から、LGBTを知る機会が一般的に増え、ようやくまともに議論できる環境になってきたから「多様性」という言葉を使ってわかりやすく理解を進めようとしている、というのが報道の意図だと思っています。

 

同性愛者は不幸ではありません。それを不幸だと思うあなたの心が不幸なのです。

 

わたしは今のパートナーに出会って、それまでの人生で感じたことがないくらい幸せな毎日を送っています。10年以上一緒にいますが、世界一幸せなカップルだと心から思っています。(のろけ。リア充注意)
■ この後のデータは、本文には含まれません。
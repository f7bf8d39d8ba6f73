use crate::{OrgScanError, Result};
use base64::{engine::general_purpose::STANDARD as BASE64, Engine as _};

/// Only compress payloads larger than this (1 KiB); small values are
/// stored raw.
const COMPRESSION_THRESHOLD: usize = 1024;

/// Zstd level 3 is the best performance/ratio balance for cache writes.
const COMPRESSION_LEVEL: i32 = 3;

/// Prefix identifying compressed Base64 payloads.
const COMPRESSION_PREFIX: &str = "zstd:";

/// Reversible string transform applied to every cache payload. The cache
/// only requires `decompress(compress(v)) == v`; the host environment may
/// supply its own implementation.
pub trait Compressor: Send + Sync {
    fn compress(&self, data: &str) -> Result<String>;
    fn decompress(&self, data: &str) -> Result<String>;
}

/// Default compressor: zstd with Base64 encoding for safe storage in
/// string fields, skipping payloads below the threshold.
#[derive(Debug, Clone, Default)]
pub struct ZstdCompressor;

impl Compressor for ZstdCompressor {
    fn compress(&self, data: &str) -> Result<String> {
        if data.len() < COMPRESSION_THRESHOLD {
            return Ok(data.to_string());
        }
        let compressed = zstd::encode_all(data.as_bytes(), COMPRESSION_LEVEL)
            .map_err(|e| OrgScanError::Compression(e.to_string()))?;
        Ok(format!("{}{}", COMPRESSION_PREFIX, BASE64.encode(compressed)))
    }

    fn decompress(&self, data: &str) -> Result<String> {
        let Some(encoded) = data.strip_prefix(COMPRESSION_PREFIX) else {
            return Ok(data.to_string());
        };
        let compressed = BASE64
            .decode(encoded)
            .map_err(|e| OrgScanError::Compression(e.to_string()))?;
        let decompressed = zstd::decode_all(&compressed[..])
            .map_err(|e| OrgScanError::Compression(e.to_string()))?;
        String::from_utf8(decompressed).map_err(|e| OrgScanError::Compression(e.to_string()))
    }
}

/// Pass-through compressor for tests and debugging.
#[derive(Debug, Clone, Default)]
pub struct NoopCompressor;

impl Compressor for NoopCompressor {
    fn compress(&self, data: &str) -> Result<String> {
        Ok(data.to_string())
    }

    fn decompress(&self, data: &str) -> Result<String> {
        Ok(data.to_string())
    }
}

#[cfg(test)]
mod tests {
    use super::*;

    #[test]
    fn small_payloads_stay_raw() {
        let c = ZstdCompressor;
        let out = c.compress("hello").unwrap();
        assert_eq!(out, "hello");
        assert_eq!(c.decompress(&out).unwrap(), "hello");
    }

    #[test]
    fn large_payloads_round_trip() {
        let c = ZstdCompressor;
        let big = "x".repeat(16 * 1024);
        let out = c.compress(&big).unwrap();
        assert!(out.starts_with("zstd:"));
        assert!(out.len() < big.len());
        assert_eq!(c.decompress(&out).unwrap(), big);
    }

    #[test]
    fn decompress_rejects_corrupt_base64() {
        let c = ZstdCompressor;
        assert!(c.decompress("zstd:@@not-base64@@").is_err());
    }
}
ありがたいことに、両家族、友人もわたしたちの関係を受け入れてくれていますし、同性カップルの結婚を不幸だと考えている人はいません。

 

 

「常識」や「普通であること」の価値観はあなたが暮らす場所や、付き合う人、時代が変われば変わるものです。

 

必要な「秩序」とは、どんな問題にもまずは両極の意見を知り、理解したうえで、議論ができる世の中であることではないでしょうか。

 

 

最後に

最後まで読んでいただきありがとうございます。

まだブログをはじめたばかりで説得力のない拙い表現もあったと思います。

ですが、こうやって少しずつでもLGBT当事者として意見をシェアすることが重要だなと思っています。

ひとりでも多くの人に当事者の思いを知ってもらえたら嬉しい限りです。